Yaşam Kalitesini Artırmanın Bir Yolu Olarak Nöro-dilbilimsel Programlama

Yaşam Kalitesini Artırmanın Bir Yolu Olarak Nöro-dilbilimsel Programlama
Yaşam Kalitesini Artırmanın Bir Yolu Olarak Nöro-dilbilimsel Programlama

Video: Yaşam Kalitesini Artırmanın Bir Yolu Olarak Nöro-dilbilimsel Programlama

Video: Yaşam Kalitesini Artırmanın Bir Yolu Olarak Nöro-dilbilimsel Programlama
Video: Retorik Bir Sihirdir ve Sihirbazını Arar 2024, Mayıs
Anonim

Her insan en az bir kez kendi hayatından memnuniyetsizlik duygusu yaşamıştır. “Hiçbir şey benim için çalışmıyor”, “Nasıl bir kaderim var” umutsuzluk içinde söylenen popüler ifadelerdir. Bu arada psikologlar ve psikoterapistler uyarıyor: ifadelerinizde ve dile getirdiğiniz arzularınızda dikkatli olun. Araştırmalar, bir kişinin bilinçli olarak veya anlık bir dürtüyle söylediği her kelimenin, hayatındaki sonraki olaylarla doğrudan ilişkili olduğunu göstermektedir. NLP biliminin geldiği yer burasıdır - nörolinguistik programlama.

Yaşam kalitesini artırmanın bir yolu olarak nöro-dilbilimsel programlama
Yaşam kalitesini artırmanın bir yolu olarak nöro-dilbilimsel programlama

NLP'nin yaratıcıları Richard Bandler, John Grinder ve Frank Pucelik, kitaplarında doğru bir şekilde oluşturulmuş sözlü ve sözlü olmayan sinyaller yaşam kalitenizi artırabilir ve insanlarla ilişkilerinizi iyileştirebilir: "Sırları olmayan nörolinguistik programlamanın büyüsü", "The ikna teknolojisi" ve diğerleri. Rus yazarlar Andrey Pligin ve Alexander Gerasimov, yeni başlayanlar için bir manuel "NLP Practitioner" yayınlayarak onları tekrarlıyor.

Anlam olarak aynı, ancak ses olarak farklı iki cümlenin başka bir kişinin anlayışını nasıl etkileyebileceğini hiç merak ettiniz mi? Örneğin, "Çay ister misiniz?" parçacık nedeniyle, "değil" otomatik olarak sizin lütfunuz, yardımseverliğiniz olarak algılanır, fazla arzu edilmeden ifade edilir. "Belki biraz çay?" - zaten daha iyi, ancak muhatap belirsiz bir "belki" de şüphe duyabilir.

Anlaşılması için daha net olun, gereksiz parçacıklardan ve ön eklerden kaçının: "Çay ister misiniz?", "Yürüyüşe mi çıkıyorsunuz?", "Bu gece boş musun?" vb. Kendinde aynıdır. "Yapamam", "Sonunda terfi almalı mıyım, almamalı mıyım?" gibi ifadeler. bilinçaltında başarıya hazır olmadığına dair enerjik bir mesaj veriyorsun.

İfadelerinizi nerede olursanız olun kontrol edin: işte veya evde.
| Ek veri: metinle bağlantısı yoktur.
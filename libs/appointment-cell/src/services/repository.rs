use async_trait::async_trait;
use chrono::Utc;
use reqwest::Method;
use serde::Deserialize;
use serde_json::{json, Map, Value};
use tracing::{debug, warn};
use uuid::Uuid;

use shared_config::AppConfig;
use shared_database::postgrest::{eq, neq, ApiError, DatabaseClient};

use crate::models::{Appointment, AppointmentChanges, AppointmentError, NewAppointment};

const APPOINTMENTS_PATH: &str = "/rest/v1/appointments";

/// Loads the doctor and patient alongside each appointment row.
const APPOINTMENT_SELECT: &str =
    "*,doctor:doctors(id,name,email,crm,specialty),patient:patients(id,name,email,birth_date,cellphone)";

#[cfg_attr(test, mockall::automock)]
#[async_trait]
pub trait AppointmentRepository: Send + Sync {
    async fn create(&self, appointment: NewAppointment) -> Result<Appointment, AppointmentError>;
    async fn find_by_id(&self, id: Uuid) -> Result<Option<Appointment>, AppointmentError>;
    async fn find_by_doctor(&self, doctor_id: Uuid) -> Result<Vec<Appointment>, AppointmentError>;
    async fn find_by_patient(&self, patient_id: Uuid) -> Result<Vec<Appointment>, AppointmentError>;
    /// Ids of appointments stored for the doctor at exactly this date and hour.
    async fn find_in_slot(
        &self,
        doctor_id: Uuid,
        date: String,
        hour: String,
        exclude: Option<Uuid>,
    ) -> Result<Vec<Uuid>, AppointmentError>;
    async fn update(&self, id: Uuid, changes: AppointmentChanges) -> Result<Option<Appointment>, AppointmentError>;
    async fn remove(&self, id: Uuid) -> Result<bool, AppointmentError>;
}

pub struct PostgrestAppointmentRepository {
    client: DatabaseClient,
}

#[derive(Deserialize)]
struct IdRow {
    id: Uuid,
}

impl PostgrestAppointmentRepository {
    pub fn new(config: &AppConfig) -> Self {
        Self {
            client: DatabaseClient::new(config),
        }
    }

    async fn select(&self, filter: &str) -> Result<Vec<Appointment>, AppointmentError> {
        let path = format!("{}?select={}&{}", APPOINTMENTS_PATH, APPOINTMENT_SELECT, filter);
        let rows: Vec<Value> = self.client.request(Method::GET, &path, None)
            .await
            .map_err(|e| AppointmentError::DatabaseError(e.to_string()))?;

        rows.into_iter().map(parse_appointment).collect()
    }

    async fn write(&self, method: Method, path: &str, body: Option<Value>) -> Result<Vec<Value>, AppointmentError> {
        self.client.write_returning(method, path, body)
            .await
            .map_err(map_write_error)
    }
}

fn parse_appointment(row: Value) -> Result<Appointment, AppointmentError> {
    serde_json::from_value(row)
        .map_err(|e| AppointmentError::DatabaseError(format!("Failed to parse appointment: {}", e)))
}

/// A uniqueness violation on (doctor_id, date, hour) surfaces as 409.
fn map_write_error(err: anyhow::Error) -> AppointmentError {
    if ApiError::is_conflict(&err) {
        warn!("Store rejected appointment write as duplicate slot");
        AppointmentError::AppointmentConflict
    } else {
        AppointmentError::DatabaseError(err.to_string())
    }
}

#[async_trait]
impl AppointmentRepository for PostgrestAppointmentRepository {
    async fn create(&self, appointment: NewAppointment) -> Result<Appointment, AppointmentError> {
        let now = Utc::now().to_rfc3339();
        let appointment_data = json!({
            "date": appointment.date,
            "hour": appointment.hour,
            "doctor_id": appointment.doctor_id,
            "patient_id": appointment.patient_id,
            "created_at": now,
            "updated_at": now
        });

        let path = format!("{}?select={}", APPOINTMENTS_PATH, APPOINTMENT_SELECT);
        let rows = self.write(Method::POST, &path, Some(appointment_data)).await?;

        let row = rows.into_iter().next()
            .ok_or_else(|| AppointmentError::DatabaseError("Failed to create appointment".to_string()))?;
        parse_appointment(row)
    }

    async fn find_by_id(&self, id: Uuid) -> Result<Option<Appointment>, AppointmentError> {
        let appointments = self.select(&format!("id={}&limit=1", eq(id.to_string()))).await?;
        Ok(appointments.into_iter().next())
    }

    async fn find_by_doctor(&self, doctor_id: Uuid) -> Result<Vec<Appointment>, AppointmentError> {
        self.select(&format!("doctor_id={}&order=created_at.asc", eq(doctor_id.to_string()))).await
    }

    async fn find_by_patient(&self, patient_id: Uuid) -> Result<Vec<Appointment>, AppointmentError> {
        self.select(&format!("patient_id={}&order=created_at.asc", eq(patient_id.to_string()))).await
    }

    async fn find_in_slot(
        &self,
        doctor_id: Uuid,
        date: String,
        hour: String,
        exclude: Option<Uuid>,
    ) -> Result<Vec<Uuid>, AppointmentError> {
        let mut path = format!(
            "{}?select=id&doctor_id={}&date={}&hour={}",
            APPOINTMENTS_PATH,
            eq(doctor_id.to_string()),
            eq(&date),
            eq(&hour)
        );
        if let Some(exclude) = exclude {
            path.push_str(&format!("&id={}", neq(exclude.to_string())));
        }

        debug!("Looking up slot {} {} for doctor {}", date, hour, doctor_id);
        let rows: Vec<IdRow> = self.client.request(Method::GET, &path, None)
            .await
            .map_err(|e| AppointmentError::DatabaseError(e.to_string()))?;

        Ok(rows.into_iter().map(|row| row.id).collect())
    }

    async fn update(&self, id: Uuid, changes: AppointmentChanges) -> Result<Option<Appointment>, AppointmentError> {
        let mut update_data = Map::new();
        if let Some(date) = changes.date {
            update_data.insert("date".to_string(), json!(date));
        }
        if let Some(hour) = changes.hour {
            update_data.insert("hour".to_string(), json!(hour));
        }
        if let Some(doctor_id) = changes.doctor_id {
            update_data.insert("doctor_id".to_string(), json!(doctor_id));
        }
        if let Some(patient_id) = changes.patient_id {
            update_data.insert("patient_id".to_string(), json!(patient_id));
        }
        update_data.insert("updated_at".to_string(), json!(Utc::now().to_rfc3339()));

        let path = format!(
            "{}?id={}&select={}",
            APPOINTMENTS_PATH,
            eq(id.to_string()),
            APPOINTMENT_SELECT
        );
        let rows = self.write(Method::PATCH, &path, Some(Value::Object(update_data))).await?;

        rows.into_iter().next().map(parse_appointment).transpose()
    }

    async fn remove(&self, id: Uuid) -> Result<bool, AppointmentError> {
        let path = format!("{}?id={}&select=id", APPOINTMENTS_PATH, eq(id.to_string()));
        let rows = self.write(Method::DELETE, &path, None).await?;

        Ok(!rows.is_empty())
    }
}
Birçok kadın merak ediyor: kocası neden onlara olan ilgisini kaybetti? Cevap basit: Bir erkeğin tutumu, hangi programı kurduğunuza bağlıdır. Rahatsız edici ifadenin sürekli tekrarı: “Beni sevmiyorsun” veya “şişmanım” sonunda olumsuz sonuçlarını verir - adam söylenenlere inanmaya başlar ve sevmeyi bırakır.

Rüyalar ancak onları doğru bir şekilde seslendirirseniz gerçekleşir, örneğin: "Neden terfi almıyorum, çünkü bir arı gibi çalışıyorum ?!" “İşletmemdeki en iyi ekonomist benim ve terfi alacağım”, “Mısır gezisi izlenimlerimi tazeleyecek” vb. demeniz gerekir. Bunu yaparak, gelecekteki olayları olumlu bir şekilde programlıyorsunuz.

Sözlü ruh halinizi sözel olmayan hareketlerle güçlendirin: dünyaya açık olun ve insanlara karşı arkadaşça olun. Kendi başarınıza takılıp kalmayın: başkalarından ne kadar çok isterseniz, o kadar çok alırsınız ("iyiliğin bumerangı" ilkesi).